[Source information — start]

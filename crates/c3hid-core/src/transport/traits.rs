//! Host bus abstraction.
//!
//! Defines the `HostBus` trait for I2C-style transfers, allowing different
//! implementations (hardware adapters, scripted mocks, simulated devices).

use thiserror::Error;

#[derive(Error, Debug, Clone, PartialEq, Eq)]
pub enum BusError {
    #[error("Device 0x{address:02X} did not acknowledge")]
    Nack { address: u8 },

    #[error("No response queued for read from 0x{address:02X}")]
    NoResponse { address: u8 },

    #[error("Read past end of received data")]
    Underflow,

    #[error("Transfer not started")]
    NotStarted,

    #[error("Bus fault: {0}")]
    Fault(String),
}

/// Abstract host bus interface.
///
/// Mirrors the shape of a microcontroller two-wire API: a write transaction is
/// opened with [`begin_transmission`](HostBus::begin_transmission), filled
/// with [`write`](HostBus::write) and sent by
/// [`end_transmission`](HostBus::end_transmission). A read is a
/// [`request_read`](HostBus::request_read) followed by one
/// [`read`](HostBus::read) per available byte.
///
/// Implementations are single-owner; every method takes `&mut self`.
pub trait HostBus {
    /// Start buffering a write transaction to `address`.
    fn begin_transmission(&mut self, address: u8);

    /// Append bytes to the open transaction. Returns how many were accepted.
    fn write(&mut self, bytes: &[u8]) -> Result<usize, BusError>;

    /// Send the buffered transaction. With `send_stop == false` the bus is
    /// held for a following repeated-start read.
    fn end_transmission(&mut self, send_stop: bool) -> Result<(), BusError>;

    /// Read `count` bytes from `address`. Returns how many are available.
    fn request_read(&mut self, address: u8, count: usize, send_stop: bool)
    -> Result<usize, BusError>;

    /// Take the next received byte.
    fn read(&mut self) -> Result<u8, BusError>;

    /// Sample the device's data-ready line.
    fn data_ready_asserted(&mut self) -> bool;
}

impl<B: HostBus + ?Sized> HostBus for &mut B {
    fn begin_transmission(&mut self, address: u8) {
        (**self).begin_transmission(address)
    }

    fn write(&mut self, bytes: &[u8]) -> Result<usize, BusError> {
        (**self).write(bytes)
    }

    fn end_transmission(&mut self, send_stop: bool) -> Result<(), BusError> {
        (**self).end_transmission(send_stop)
    }

    fn request_read(
        &mut self,
        address: u8,
        count: usize,
        send_stop: bool,
    ) -> Result<usize, BusError> {
        (**self).request_read(address, count, send_stop)
    }

    fn read(&mut self) -> Result<u8, BusError> {
        (**self).read()
    }

    fn data_ready_asserted(&mut self) -> bool {
        (**self).data_ready_asserted()
    }
}
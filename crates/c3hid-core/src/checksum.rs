//! Checksums used by the extended-memory framing and the bootloader.
//!
//! All functions are pure. The Fletcher variants carry their running state in
//! the returned value, so a checksum over `a ++ b` can be computed as
//! `fletcher16_continue(b, fletcher16(a))`.

/// Bytes summed between reductions of the 16-bit Fletcher accumulators.
const FLETCHER16_BLOCK: usize = 20;

/// Bytes (180 words) summed between reductions of the 32-bit accumulators.
const FLETCHER32_BLOCK: usize = 360;

/// Initial value of a fresh Fletcher-16 computation.
pub const FLETCHER16_SEED: u16 = 0xFFFF;

/// Initial value of a fresh Fletcher-32 computation.
pub const FLETCHER32_SEED: u32 = 0xFFFF_FFFF;

/// 8-bit additive checksum (sum of all bytes modulo 256).
pub fn byte_sum8(bytes: &[u8]) -> u8 {
    bytes.iter().fold(0u8, |acc, &b| acc.wrapping_add(b))
}

/// Fletcher-16 over `bytes`.
pub fn fletcher16(bytes: &[u8]) -> u16 {
    fletcher16_continue(bytes, FLETCHER16_SEED)
}

/// Continue a Fletcher-16 computation from a previously returned checksum.
pub fn fletcher16_continue(bytes: &[u8], prior: u16) -> u16 {
    let mut sum1 = u32::from(prior & 0xFF);
    let mut sum2 = u32::from(prior >> 8);

    for block in bytes.chunks(FLETCHER16_BLOCK) {
        for &b in block {
            sum1 += u32::from(b);
            sum2 += sum1;
        }
        sum1 = reduce8(sum1);
        sum2 = reduce8(sum2);
    }

    sum1 = reduce8(reduce8(sum1));
    sum2 = reduce8(reduce8(sum2));
    ((sum2 << 8) | sum1) as u16
}

/// Fletcher-32 over `bytes`, read as little-endian 16-bit words.
///
/// An odd trailing byte is treated as one more word whose high byte is zero.
/// Splitting a computation with [`fletcher32_continue`] is therefore only
/// equivalent to a single pass when the split falls on an even offset.
pub fn fletcher32(bytes: &[u8]) -> u32 {
    fletcher32_continue(bytes, FLETCHER32_SEED)
}

/// Continue a Fletcher-32 computation from a previously returned checksum.
pub fn fletcher32_continue(bytes: &[u8], prior: u32) -> u32 {
    let mut sum1 = u64::from(prior & 0xFFFF);
    let mut sum2 = u64::from(prior >> 16);

    for block in bytes.chunks(FLETCHER32_BLOCK) {
        for word in block.chunks(2) {
            let lo = u64::from(word[0]);
            let hi = word.get(1).map_or(0, |&b| u64::from(b));
            sum1 += lo | (hi << 8);
            sum2 += sum1;
        }
        sum1 = reduce16(sum1);
        sum2 = reduce16(sum2);
    }

    sum1 = reduce16(reduce16(sum1));
    sum2 = reduce16(reduce16(sum2));
    ((sum2 << 16) | sum1) as u32
}

#[inline]
fn reduce8(x: u32) -> u32 {
    (x & 0xFF) + (x >> 8)
}

#[inline]
fn reduce16(x: u64) -> u64 {
    (x & 0xFFFF) + (x >> 16)
}

#[cfg(test)]
mod tests {
    use super::*;

    fn sample(len: usize) -> Vec<u8> {
        (0..len).map(|i| (i * 37 + 11) as u8).collect()
    }

    #[test]
    fn test_byte_sum8_wraps() {
        assert_eq!(byte_sum8(&[]), 0);
        assert_eq!(byte_sum8(&[0x01, 0x02, 0x03]), 6);
        assert_eq!(byte_sum8(&[0xFF, 0x02]), 0x01);
    }

    #[test]
    fn test_fletcher_empty_returns_seed() {
        assert_eq!(fletcher16(&[]), FLETCHER16_SEED);
        assert_eq!(fletcher32(&[]), FLETCHER32_SEED);
    }

    #[test]
    fn test_fletcher16_known_value() {
        // sum1 = 0xFF + 1 + 2 = 0x102 -> 0x03
        // sum2 = 0xFF + 0x100 + 0x102 = 0x301 -> 0x04
        assert_eq!(fletcher16(&[0x01, 0x02]), 0x0403);
    }

    #[test]
    fn test_fletcher32_known_value() {
        // One word 0x0201: sum1 = 0xFFFF + 0x0201 -> 0x0201, sum2 = 0xFFFF + 0x10200 -> 0x0201
        assert_eq!(fletcher32(&[0x01, 0x02]), 0x0201_0201);
    }

    #[test]
    fn test_fletcher32_odd_length_pads_high_byte() {
        assert_eq!(fletcher32(&[0xAB]), fletcher32(&[0xAB, 0x00]));
    }

    #[test]
    fn test_fletcher16_split_associativity() {
        let data = sample(97);
        let whole = fletcher16(&data);
        for split in 0..=data.len() {
            let (a, b) = data.split_at(split);
            assert_eq!(
                fletcher16_continue(b, fletcher16(a)),
                whole,
                "split at {split}"
            );
        }
    }

    #[test]
    fn test_fletcher32_split_associativity_on_word_boundaries() {
        let data = sample(1001);
        let whole = fletcher32(&data);
        for split in (0..=data.len()).step_by(2) {
            let (a, b) = data.split_at(split);
            assert_eq!(
                fletcher32_continue(b, fletcher32(a)),
                whole,
                "split at {split}"
            );
        }
    }

    #[test]
    fn test_fletcher_large_input_split_at_half() {
        let data = vec![0xFF; 4096];
        let f16 = fletcher16(&data);
        assert_eq!(fletcher16_continue(&data[2048..], fletcher16(&data[..2048])), f16);

        let f32 = fletcher32(&data);
        assert_eq!(fletcher32_continue(&data[2048..], fletcher32(&data[..2048])), f32);
    }
}
//! Firmware image handling and write chunking.

use std::ops::Range;

use byteorder::{ByteOrder, LittleEndian};
use thiserror::Error;

use crate::checksum::fletcher32;

#[derive(Error, Debug, PartialEq, Eq)]
pub enum ImageError {
    #[error("Image is empty")]
    Empty,
    #[error("Image too small for entry point at offset {offset}: {actual} bytes")]
    NoEntryPoint { offset: usize, actual: usize },
    #[error("Image of {len} bytes at 0x{address:08X} exceeds the 32-bit address space")]
    TooLarge { address: u32, len: usize },
}

/// Firmware blob bound to its target address. Never mutated after creation.
#[derive(Debug, Clone, PartialEq, Eq)]
pub struct FirmwareImage {
    data: Vec<u8>,
    address: u32,
    entry_point: u32,
}

impl FirmwareImage {
    /// Entry point is the little-endian word at offset 0.
    pub fn new(data: Vec<u8>, address: u32) -> Result<Self, ImageError> {
        Self::with_entry_offset(data, address, 0)
    }

    /// Read the entry point from `entry_offset` instead of the image start.
    pub fn with_entry_offset(
        data: Vec<u8>,
        address: u32,
        entry_offset: usize,
    ) -> Result<Self, ImageError> {
        if data.is_empty() {
            return Err(ImageError::Empty);
        }
        let end = address as u64 + data.len() as u64;
        if data.len() > u32::MAX as usize || end > u64::from(u32::MAX) + 1 {
            return Err(ImageError::TooLarge {
                address,
                len: data.len(),
            });
        }
        let word = entry_offset
            .checked_add(4)
            .and_then(|end| data.get(entry_offset..end))
            .ok_or(ImageError::NoEntryPoint {
                offset: entry_offset,
                actual: data.len(),
            })?;
        let entry_point = LittleEndian::read_u32(word);
        Ok(Self {
            data,
            address,
            entry_point,
        })
    }

    pub fn data(&self) -> &[u8] {
        &self.data
    }

    pub fn address(&self) -> u32 {
        self.address
    }

    pub fn entry_point(&self) -> u32 {
        self.entry_point
    }

    pub fn len(&self) -> usize {
        self.data.len()
    }

    pub fn is_empty(&self) -> bool {
        self.data.is_empty()
    }

    /// Fletcher-32 over the whole image, as sent with format-region.
    pub fn checksum(&self) -> u32 {
        fletcher32(&self.data)
    }

    pub fn chunks(&self, max_payload: usize) -> ChunkIterator<'_> {
        ChunkIterator::new(self, max_payload)
    }
}

/// Split `len` bytes into contiguous ranges of at most `max` bytes.
pub fn chunk_plan(len: usize, max: usize) -> Vec<Range<usize>> {
    let max = max.max(1);
    (0..len)
        .step_by(max)
        .map(|start| start..(start + max).min(len))
        .collect()
}

/// One write chunk of an image.
#[derive(Debug, Clone, Copy, PartialEq, Eq)]
pub struct Chunk<'a> {
    /// Zero-based chunk number.
    pub index: usize,
    /// Offset into the image.
    pub offset: usize,
    /// Device address the chunk is written to.
    pub address: u32,
    pub data: &'a [u8],
}

/// Iterator over write chunks with position tracking.
#[derive(Debug)]
pub struct ChunkIterator<'a> {
    image: &'a FirmwareImage,
    ranges: std::vec::IntoIter<Range<usize>>,
    total: usize,
    current: usize,
}

impl<'a> ChunkIterator<'a> {
    fn new(image: &'a FirmwareImage, max_payload: usize) -> Self {
        let ranges = chunk_plan(image.len(), max_payload);
        Self {
            image,
            total: ranges.len(),
            ranges: ranges.into_iter(),
            current: 0,
        }
    }

    pub fn total(&self) -> usize {
        self.total
    }

    /// Number of chunks already yielded.
    pub fn current(&self) -> usize {
        self.current
    }
}

impl<'a> Iterator for ChunkIterator<'a> {
    type Item = Chunk<'a>;

    fn next(&mut self) -> Option<Self::Item> {
        let range = self.ranges.next()?;
        let chunk = Chunk {
            index: self.current,
            offset: range.start,
            address: self.image.address + range.start as u32,
            data: &self.image.data[range],
        };
        self.current += 1;
        Some(chunk)
    }

    fn size_hint(&self) -> (usize, Option<usize>) {
        self.ranges.size_hint()
    }
}

impl ExactSizeIterator for ChunkIterator<'_> {}
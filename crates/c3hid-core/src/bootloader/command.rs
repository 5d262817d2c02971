//! Bootloader command encoding.
//!
//! Every command travels as feature report 7: one command byte, its
//! parameters, then `BOOTLOADER_PAD` filler up to [`COMMAND_PAYLOAD_LEN`].

use byteorder::{ByteOrder, LittleEndian};
use thiserror::Error;

use crate::checksum::{fletcher16, fletcher16_continue};
use crate::protocol::constants::*;

/// Bytes following the report id in a bootloader report.
pub const COMMAND_PAYLOAD_LEN: usize = BOOTLOADER_REPORT_LEN - 3;

#[derive(Error, Debug, PartialEq, Eq)]
pub enum CommandError {
    #[error("{command} payload of {len} bytes exceeds maximum {max}")]
    PayloadTooLarge {
        command: &'static str,
        len: usize,
        max: usize,
    },
}

/// Addressing parameters of the format-image command.
#[derive(Debug, Clone, Copy, PartialEq, Eq)]
pub struct FormatImageParams {
    pub image_type: u8,
    pub region_count: u8,
    pub entry_point: u32,
    pub descriptor_address: u16,
    pub bus_address: u8,
    pub report_id: u8,
}

impl FormatImageParams {
    /// Version 9 and later describe themselves; older parts need the
    /// descriptor register and bus address spelled out.
    pub fn for_version(
        version: u8,
        entry_point: u32,
        legacy_descriptor_address: u16,
        legacy_bus_address: u8,
    ) -> Self {
        let (descriptor_address, bus_address) = if version >= VERSION_SELF_DESCRIBING {
            (SELF_DESCRIBING_DESCRIPTOR, SELF_DESCRIBING_ADDRESS)
        } else {
            (legacy_descriptor_address, legacy_bus_address)
        };
        Self {
            image_type: 0,
            region_count: 1,
            entry_point,
            descriptor_address,
            bus_address,
            report_id: REPORT_ID_BOOTLOADER,
        }
    }
}

/// A single bootloader command.
#[derive(Debug, Clone, Copy, PartialEq, Eq)]
pub enum BootCommand<'a> {
    Write { address: u32, data: &'a [u8] },
    Flush,
    Validate { image_type: u8 },
    Reset,
    FormatImage(FormatImageParams),
    FormatRegion {
        region: u8,
        offset: u32,
        size: u32,
        checksum: u32,
    },
    InvokeBootloader,
    WriteMemory { address: u32, data: &'a [u8] },
    ReadMemory { address: u32, count: u16 },
}

impl BootCommand<'_> {
    pub fn code(&self) -> u8 {
        match self {
            BootCommand::Write { .. } => BL_CMD_WRITE,
            BootCommand::Flush => BL_CMD_FLUSH,
            BootCommand::Validate { .. } => BL_CMD_VALIDATE,
            BootCommand::Reset => BL_CMD_RESET,
            BootCommand::FormatImage(_) => BL_CMD_FORMAT_IMAGE,
            BootCommand::FormatRegion { .. } => BL_CMD_FORMAT_REGION,
            BootCommand::InvokeBootloader => BL_CMD_INVOKE_BOOTLOADER,
            BootCommand::WriteMemory { .. } => BL_CMD_WRITE_MEMORY,
            BootCommand::ReadMemory { .. } => BL_CMD_READ_MEMORY,
        }
    }

    pub fn name(&self) -> &'static str {
        match self {
            BootCommand::Write { .. } => "WRITE",
            BootCommand::Flush => "FLUSH",
            BootCommand::Validate { .. } => "VALIDATE",
            BootCommand::Reset => "RESET",
            BootCommand::FormatImage(_) => "FORMAT_IMAGE",
            BootCommand::FormatRegion { .. } => "FORMAT_REGION",
            BootCommand::InvokeBootloader => "INVOKE_BOOTLOADER",
            BootCommand::WriteMemory { .. } => "WRITE_MEMORY",
            BootCommand::ReadMemory { .. } => "READ_MEMORY",
        }
    }

    /// Encode to the padded report payload that follows the report id.
    pub fn encode(&self) -> Result<Vec<u8>, CommandError> {
        let code = self.code();
        let mut out = Vec::with_capacity(COMMAND_PAYLOAD_LEN);
        out.push(code);

        match *self {
            BootCommand::Write { address, data } | BootCommand::WriteMemory { address, data } => {
                if data.len() > MAX_WRITE_PAYLOAD {
                    return Err(CommandError::PayloadTooLarge {
                        command: self.name(),
                        len: data.len(),
                        max: MAX_WRITE_PAYLOAD,
                    });
                }
                let mut preamble = [0u8; 7];
                preamble[0] = code;
                LittleEndian::write_u32(&mut preamble[1..5], address);
                LittleEndian::write_u16(&mut preamble[5..7], data.len() as u16);
                let checksum = fletcher16_continue(data, fletcher16(&preamble));

                out.extend_from_slice(&preamble[1..]);
                out.extend_from_slice(data);
                out.extend_from_slice(&checksum.to_le_bytes());
            }
            BootCommand::Validate { image_type } => out.push(image_type),
            BootCommand::FormatImage(p) => {
                out.push(p.image_type);
                out.push(p.region_count);
                out.extend_from_slice(&p.entry_point.to_le_bytes());
                out.extend_from_slice(&p.descriptor_address.to_le_bytes());
                out.push(p.bus_address);
                out.push(p.report_id);
            }
            BootCommand::FormatRegion {
                region,
                offset,
                size,
                checksum,
            } => {
                out.push(region);
                out.extend_from_slice(&offset.to_le_bytes());
                out.extend_from_slice(&size.to_le_bytes());
                out.extend_from_slice(&checksum.to_le_bytes());
            }
            BootCommand::ReadMemory { address, count } => {
                if count as usize > MAX_READ_PAYLOAD {
                    return Err(CommandError::PayloadTooLarge {
                        command: self.name(),
                        len: count as usize,
                        max: MAX_READ_PAYLOAD,
                    });
                }
                out.extend_from_slice(&address.to_le_bytes());
                out.extend_from_slice(&count.to_le_bytes());
            }
            BootCommand::Flush | BootCommand::Reset | BootCommand::InvokeBootloader => {}
        }

        out.resize(COMMAND_PAYLOAD_LEN, BOOTLOADER_PAD);
        Ok(out)
    }
}

#[cfg(test)]
mod tests {
    use super::*;

    #[test]
    fn test_simple_commands_are_padded() {
        for cmd in [BootCommand::Flush, BootCommand::Reset, BootCommand::InvokeBootloader] {
            let payload = cmd.encode().unwrap();
            assert_eq!(payload.len(), COMMAND_PAYLOAD_LEN);
            assert_eq!(payload[0], cmd.code());
            assert!(payload[1..].iter().all(|&b| b == BOOTLOADER_PAD));
        }
    }

    #[test]
    fn test_write_chunk_layout() {
        let data = [0xAAu8; MAX_WRITE_PAYLOAD];
        let payload = BootCommand::Write {
            address: 0x0002_D420,
            data: &data,
        }
        .encode()
        .unwrap();

        assert_eq!(payload.len(), COMMAND_PAYLOAD_LEN);
        assert_eq!(payload[0], BL_CMD_WRITE);
        assert_eq!(LittleEndian::read_u32(&payload[1..5]), 0x0002_D420);
        assert_eq!(LittleEndian::read_u16(&payload[5..7]) as usize, MAX_WRITE_PAYLOAD);
        assert_eq!(&payload[7..7 + MAX_WRITE_PAYLOAD], &data[..]);

        let tail = 7 + MAX_WRITE_PAYLOAD;
        let checksum = LittleEndian::read_u16(&payload[tail..tail + 2]);
        let mut whole = payload[..7].to_vec();
        whole.extend_from_slice(&data);
        assert_eq!(checksum, fletcher16(&whole));
        assert_eq!(payload[tail + 2], BOOTLOADER_PAD);
    }

    #[test]
    fn test_write_rejects_oversized_chunk() {
        let data = [0u8; MAX_WRITE_PAYLOAD + 1];
        let err = BootCommand::Write { address: 0, data: &data }.encode().unwrap_err();
        assert!(matches!(err, CommandError::PayloadTooLarge { max: MAX_WRITE_PAYLOAD, .. }));
    }

    #[test]
    fn test_format_image_addressing() {
        let modern = FormatImageParams::for_version(9, 0x2000, 0x0020, 0x2C);
        assert_eq!(modern.descriptor_address, 0xFFFF);
        assert_eq!(modern.bus_address, 0xFF);

        let legacy = FormatImageParams::for_version(7, 0x2000, 0x0020, 0x2C);
        assert_eq!(legacy.descriptor_address, 0x0020);
        assert_eq!(legacy.bus_address, 0x2C);

        let payload = BootCommand::FormatImage(modern).encode().unwrap();
        assert_eq!(
            &payload[..11],
            &[BL_CMD_FORMAT_IMAGE, 0, 1, 0x00, 0x20, 0, 0, 0xFF, 0xFF, 0xFF, 7]
        );
        assert_eq!(payload[11], BOOTLOADER_PAD);
    }

    #[test]
    fn test_format_region_and_read_memory() {
        let payload = BootCommand::FormatRegion {
            region: 0,
            offset: 0x1000,
            size: 1040,
            checksum: 0xDEAD_BEEF,
        }
        .encode()
        .unwrap();
        assert_eq!(payload[0], BL_CMD_FORMAT_REGION);
        assert_eq!(payload[1], 0);
        assert_eq!(LittleEndian::read_u32(&payload[2..6]), 0x1000);
        assert_eq!(LittleEndian::read_u32(&payload[6..10]), 1040);
        assert_eq!(LittleEndian::read_u32(&payload[10..14]), 0xDEAD_BEEF);

        let payload = BootCommand::ReadMemory {
            address: 0x2000_0808,
            count: 29,
        }
        .encode()
        .unwrap();
        assert_eq!(&payload[..7], &[BL_CMD_READ_MEMORY, 0x08, 0x08, 0x00, 0x20, 29, 0]);

        assert!(
            BootCommand::ReadMemory {
                address: 0,
                count: MAX_READ_PAYLOAD as u16 + 1
            }
            .encode()
            .is_err()
        );
    }
}
//! Protocol module - register map, wire constants and fixed-layout headers.

pub mod constants;
pub mod header;
pub mod registers;

pub use constants::*;
pub use header::{CommandHeader, FirmwareRevision, HeaderError, HidDescriptor, SystemInfo};
pub use registers::{ByteOrderAssumption, Register, RegisterWidth, regs};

[Source information — finish]

* Description of the task *
Working through the records, find each line containing the word "fresh" and copy it.

* Written reply *
/// Initial value of a fresh Fletcher-16 computation.
/// Initial value of a fresh Fletcher-32 computation.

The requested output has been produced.